NATO'nun 1999'daki Yugoslavya harekatıyla başlayan süreç sonucunda 2008'de Sırbistan'dan tek taraflı bağımsızlık ilan eden Kosova'nın Avrupa'da yarattığı sorunlar bitmiyor. Yılan hikayesine dönen Sırbistan-Kosova gerilimi, geçen hafta Kosova ile Sırbistan arasındaki geçiş kapısında eski bir Kosovalı Sırp polis memurunun gözaltına alınmasını protesto için Kosovalı Sırpların kuzeydeki ana yollara barikatlar kurmasıyla yeniden alevlendi.
Haftasonunda barikatlardan ateş açıldı ve bir Kosovalı Arnavut polis memuru yaralandı. Avrupa Birliği barışı koruma misyonu EULEX'in devriyesine ses bombası atıldı.
Bu arada muharebe hazırlığını artıran Sırbistan, 'Kosova'daki Sırplara saldırılması halinde buna seyirci kalmayacağı uyarısını' yaptı.
Sırbistan Cumhurbaşkanı Aleksandar Vucic, NATO önderliğinde çok uluslu barış gücü KFOR'dan Kosova'ya Sırbistan ordusu ve polisinin 1000 mensubunun konuşlandırılmasını talep ettiğine dair açıklamalar yaptı. Vucic'in 'Belgrad'ın Kosova sorununu yasal yollarla çözme çabalarını sürdüreceği' teminatını vermesine rağmen, 1998-99 Kosova savaşının yeniden canlanabileceğine dair Batı tezleri hararetlendi.

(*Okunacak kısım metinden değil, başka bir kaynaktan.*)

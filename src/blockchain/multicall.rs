//! Batched read calls through a deployed Multicall contract.
//!
//! # Data Flow
//! ```text
//! [CallDescriptor] → normalize targets (20-byte hash)
//!     → encode aggregate((address,bytes)[]) parameters
//!     → triggerconstantcontract (owner = contract = multicall)
//!     → decode (uint256 blockNumber, bytes[] returnData)
//!     → exactly one result per call
//! ```

use std::str::FromStr;

use alloy::primitives::U256;
use alloy::sol;
use alloy::sol_types::SolCall;

use crate::blockchain::types::{BlockchainError, BlockchainResult};
use crate::codec::{abi, decode_hex, TronAddress};
use crate::config::schema::MulticallConfig;
use crate::rpc::api::{address_param, TriggerContractRequest};
use crate::rpc::RpcClient;

/// Signature of the batching function.
pub const AGGREGATE_SIGNATURE: &str = "aggregate((address,bytes)[])";

sol! {
    function balanceOf(address account) external view returns (uint256);
}

/// One logical call: a target contract (Base58Check or hex) and its call data.
#[derive(Debug, Clone, PartialEq, Eq)]
pub struct CallDescriptor {
    pub target: String,
    pub call_data: Vec<u8>,
}

impl CallDescriptor {
    pub fn new(target: impl Into<String>, call_data: impl Into<Vec<u8>>) -> Self {
        Self {
            target: target.into(),
            call_data: call_data.into(),
        }
    }
}

/// Client for a Multicall contract at a fixed address.
#[derive(Debug, Clone)]
pub struct Multicall {
    client: RpcClient,
    address: TronAddress,
}

impl Multicall {
    pub fn new(client: RpcClient, address: TronAddress) -> Self {
        Self { client, address }
    }

    /// Build from the `[multicall]` config section.
    pub fn from_config(client: RpcClient, config: &MulticallConfig) -> BlockchainResult<Self> {
        let text = config.address.as_deref().ok_or_else(|| {
            BlockchainError::ContractCall("multicall address not configured".into())
        })?;
        Ok(Self::new(client, TronAddress::from_str(text)?))
    }

    pub fn address(&self) -> TronAddress {
        self.address
    }

    /// Run all calls in one constant call and return their raw results in order.
    ///
    /// Fails without partial results if any target is invalid, the node
    /// rejects the call, or the number of results differs from `calls.len()`.
    pub async fn aggregate(&self, calls: &[CallDescriptor]) -> BlockchainResult<Vec<Vec<u8>>> {
        if calls.is_empty() {
            return Ok(Vec::new());
        }

        let mut targets = Vec::with_capacity(calls.len());
        for (index, call) in calls.iter().enumerate() {
            let target = TronAddress::from_str(&call.target)
                .map_err(|source| BlockchainError::Call { index, source })?;
            targets.push((target.evm_bytes(), call.call_data.as_slice()));
        }
        let parameter = hex::encode(abi::encode_call_array(&targets));

        let visible = self.client.visible();
        let multicall = address_param(&self.address, visible);
        let request = TriggerContractRequest {
            owner_address: multicall.clone(),
            contract_address: multicall,
            function: AGGREGATE_SIGNATURE.to_string(),
            parameter,
            visible,
            ..Default::default()
        };

        tracing::debug!(calls = calls.len(), multicall = %self.address, "Aggregating calls");

        let response = self
            .client
            .trigger_constant_contract(&request)
            .await
            .map_err(BlockchainError::from_rpc)?;

        let first = response.constant_result.first().ok_or_else(|| {
            BlockchainError::ContractCall(format!(
                "empty constant_result: {}",
                response.message.as_deref().unwrap_or("no message")
            ))
        })?;

        let results = decode_aggregate_output(&decode_hex(first)?)?;
        if results.len() != calls.len() {
            return Err(BlockchainError::ResultCountMismatch {
                expected: calls.len(),
                actual: results.len(),
            });
        }
        Ok(results)
    }

    /// `balanceOf` of each holder on one token, in holder order.
    pub async fn balance_of(
        &self,
        token: &TronAddress,
        holders: &[TronAddress],
    ) -> BlockchainResult<Vec<U256>> {
        let token = token.to_base58();
        let calls: Vec<CallDescriptor> = holders
            .iter()
            .map(|holder| {
                let data = balanceOfCall { account: holder.evm_address() }.abi_encode();
                CallDescriptor::new(token.clone(), data)
            })
            .collect();

        self.aggregate(&calls)
            .await?
            .iter()
            .enumerate()
            .map(|(index, result)| {
                abi::decode_uint256_return(result)
                    .map_err(|source| BlockchainError::Call { index, source })
            })
            .collect()
    }
}

/// Split `(uint256 blockNumber, bytes[] returnData)` and return `returnData`.
pub fn decode_aggregate_output(data: &[u8]) -> BlockchainResult<Vec<Vec<u8>>> {
    let offset = abi::read_usize(data, abi::WORD_LEN)?;
    Ok(abi::decode_bytes_array(data, offset)?)
}

#[cfg(test)]
mod tests {
    use super::*;
    use crate::codec::CodecError;
    use crate::rpc::client::tests::{client_with, ok, ScriptedTransport};
    use alloy::primitives::Bytes;
    use alloy::sol_types::SolValue;
    use serde_json::json;

    const MULTICALL: &str = "THsJpDb3em1rLw9Fdkqp3Hu6GA6hrcAdhd";
    const TOKEN_HEX: &str = "410000000000000000000000000000000000000000";

    fn aggregate_output(results: Vec<Vec<u8>>) -> String {
        let encoded = (
            U256::from(1234u64),
            results.into_iter().map(Bytes::from).collect::<Vec<_>>(),
        )
            .abi_encode_params();
        hex::encode(encoded)
    }

    fn multicall(transport: std::sync::Arc<ScriptedTransport>) -> Multicall {
        Multicall::new(client_with(transport, 0), MULTICALL.parse().unwrap())
    }

    #[tokio::test]
    async fn test_empty_input_skips_network() {
        let transport = ScriptedTransport::new(Vec::new());
        let results = multicall(transport.clone()).aggregate(&[]).await.unwrap();
        assert!(results.is_empty());
        assert_eq!(transport.calls(), 0);
    }

    #[tokio::test]
    async fn test_aggregate_request_and_results() {
        let transport = ScriptedTransport::new(vec![ok(json!({
            "result": {"result": true},
            "constant_result": [aggregate_output(vec![vec![1, 2], Vec::new()])]
        }))]);
        let calls = vec![
            CallDescriptor::new(MULTICALL, vec![0xaa]),
            CallDescriptor::new(TOKEN_HEX, Vec::new()),
        ];

        let results = multicall(transport.clone()).aggregate(&calls).await.unwrap();
        assert_eq!(results, vec![vec![1, 2], Vec::new()]);

        let body = transport.body(0);
        assert_eq!(transport.url(0), "http://node.test/wallet/triggerconstantcontract");
        assert_eq!(body["function_selector"], AGGREGATE_SIGNATURE);
        assert_eq!(body["owner_address"], body["contract_address"]);
        assert_eq!(body["owner_address"], "4156a35ceeb03d6866c3610f2e95f65d4c42c6c64f");

        let targets: Vec<([u8; 20], &[u8])> = vec![
            (MULTICALL.parse::<TronAddress>().unwrap().evm_bytes(), &[0xaa]),
            ([0u8; 20], &[]),
        ];
        assert_eq!(body["parameter"], hex::encode(abi::encode_call_array(&targets)));
    }

    #[tokio::test]
    async fn test_result_count_mismatch() {
        let transport = ScriptedTransport::new(vec![ok(json!({
            "constant_result": [aggregate_output(vec![vec![1], vec![2]])]
        }))]);
        let calls = vec![
            CallDescriptor::new(MULTICALL, vec![1]),
            CallDescriptor::new(MULTICALL, vec![2]),
            CallDescriptor::new(MULTICALL, vec![3]),
        ];

        let err = multicall(transport).aggregate(&calls).await.unwrap_err();
        assert!(matches!(
            err,
            BlockchainError::ResultCountMismatch { expected: 3, actual: 2 }
        ));
    }

    #[tokio::test]
    async fn test_invalid_target_carries_index() {
        let transport = ScriptedTransport::new(Vec::new());
        let calls = vec![
            CallDescriptor::new(MULTICALL, vec![1]),
            CallDescriptor::new("THsJpDb3em1rLw9Fdkqp3Hu6GA6hrcAdhe", vec![2]),
        ];

        let err = multicall(transport.clone()).aggregate(&calls).await.unwrap_err();
        assert!(matches!(
            err,
            BlockchainError::Call { index: 1, source: CodecError::InvalidChecksum }
        ));
        assert_eq!(transport.calls(), 0);
    }

    #[tokio::test]
    async fn test_empty_constant_result() {
        let transport = ScriptedTransport::new(vec![ok(json!({
            "result": {"result": false},
            "message": "REVERT opcode executed"
        }))]);
        let calls = vec![CallDescriptor::new(MULTICALL, vec![1])];
        let err = multicall(transport).aggregate(&calls).await.unwrap_err();
        assert!(matches!(err, BlockchainError::ContractCall(m) if m.contains("REVERT")));
    }

    #[tokio::test]
    async fn test_balance_of() {
        let word = |n: u64| U256::from(n).to_be_bytes::<32>().to_vec();
        let transport = ScriptedTransport::new(vec![ok(json!({
            "constant_result": [aggregate_output(vec![word(5), word(1_000_000)])]
        }))]);
        let holders: Vec<TronAddress> = vec![
            MULTICALL.parse().unwrap(),
            TOKEN_HEX.parse().unwrap(),
        ];
        let token: TronAddress = MULTICALL.parse().unwrap();

        let balances = multicall(transport.clone()).balance_of(&token, &holders).await.unwrap();
        assert_eq!(balances, vec![U256::from(5u64), U256::from(1_000_000u64)]);

        let first = balanceOfCall { account: holders[0].evm_address() }.abi_encode();
        let second = balanceOfCall { account: holders[1].evm_address() }.abi_encode();
        assert_eq!(&first[..4], &abi::function_selector("balanceOf(address)"));
        let targets: Vec<([u8; 20], &[u8])> = vec![
            (token.evm_bytes(), first.as_slice()),
            (token.evm_bytes(), second.as_slice()),
        ];
        assert_eq!(
            transport.body(0)["parameter"],
            hex::encode(abi::encode_call_array(&targets))
        );
    }

    #[tokio::test]
    async fn test_balance_of_rejects_short_results() {
        let token: TronAddress = MULTICALL.parse().unwrap();
        let holders: Vec<TronAddress> = vec![token, TOKEN_HEX.parse().unwrap()];

        let transport = ScriptedTransport::new(vec![ok(json!({
            "constant_result": [aggregate_output(vec![Vec::new(), vec![0x05]])]
        }))]);
        let err = multicall(transport).balance_of(&token, &holders).await.unwrap_err();
        assert!(matches!(
            err,
            BlockchainError::Call { index: 0, source: CodecError::InvalidAbiData(_) }
        ));

        let word = U256::from(9u64).to_be_bytes::<32>().to_vec();
        let transport = ScriptedTransport::new(vec![ok(json!({
            "constant_result": [aggregate_output(vec![word, vec![0x05]])]
        }))]);
        let err = multicall(transport).balance_of(&token, &holders).await.unwrap_err();
        assert!(matches!(
            err,
            BlockchainError::Call { index: 1, source: CodecError::InvalidAbiData(_) }
        ));
    }
}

Bu manzaranın perde arkasında neler olduğunu Associated Press haber ajansından Dusan Stojanovic şöyle derledi:
Sırbistan ile Kosova neden anlaşamıyor?
Arnavutların nüfusun çoğunluğunu oluşturduğu Kosova'nın 2008'de tek taraflı ilan ettiği bağımsızlığı tanımayan Sırbistan, teoride Kosova'yı kendi parçası olarak görmeye devam ediyor.
ABD ve Batılı ülkelerin çoğu dahil olmak 100'den fazla ülke, Kosova'nın bağımsızlığını tanıdı. Rusya, Çin ve Avrupa Birliği'ne (AB) üye 5 ülke, Sırbistan gibi tanımama yoluna gitti. 1990'larda eski Yugoslavya'nın kanlı şekilde dağılmasının ardından, Kosova'da gerilimin kaynamayı sürdürmesi, Balkan bölgesinin tam olarak istikrara kavuşmasını engelledi.
İhtilaf ne kadar derin?
Kosova ihtilafı yüzyıllara dayanıyor. Sırbistan, bölgeyi devletinin ve dininin kalbi olarak görüyor. Kosova'da çok sayıda Ortaçağ'dan kalma Sırp Ortodoks Hıristiyan manastırı bulunuyor. Sırp milliyetçileri, 1389'daki Osmanlı'ya karşı I. Kosova Muharebesi'ni ulusal mücadelesinin bir sembolü olarak görüyor.
Çoğunluğu Müslüman olan Kosovalı Arnavutlar, Kosova'yı kendi ülkeleri olarak görüyor ve Sırbistan'ı 'işgal ve baskıyla' suçluyor. Ayrılıkçı Arnavut milliyetçilerinin Kosova Kurtuluş Ordusu (UÇK) adı altında 1998'de başlattığı isyana Slobodan Miloşeviç'in liderliğindeki Belgrad'ın müdahalesine karşı düzenlenen NATO harekatı, Belgrad'ın bölge üzerindeki kontrolünü sona erdirdi.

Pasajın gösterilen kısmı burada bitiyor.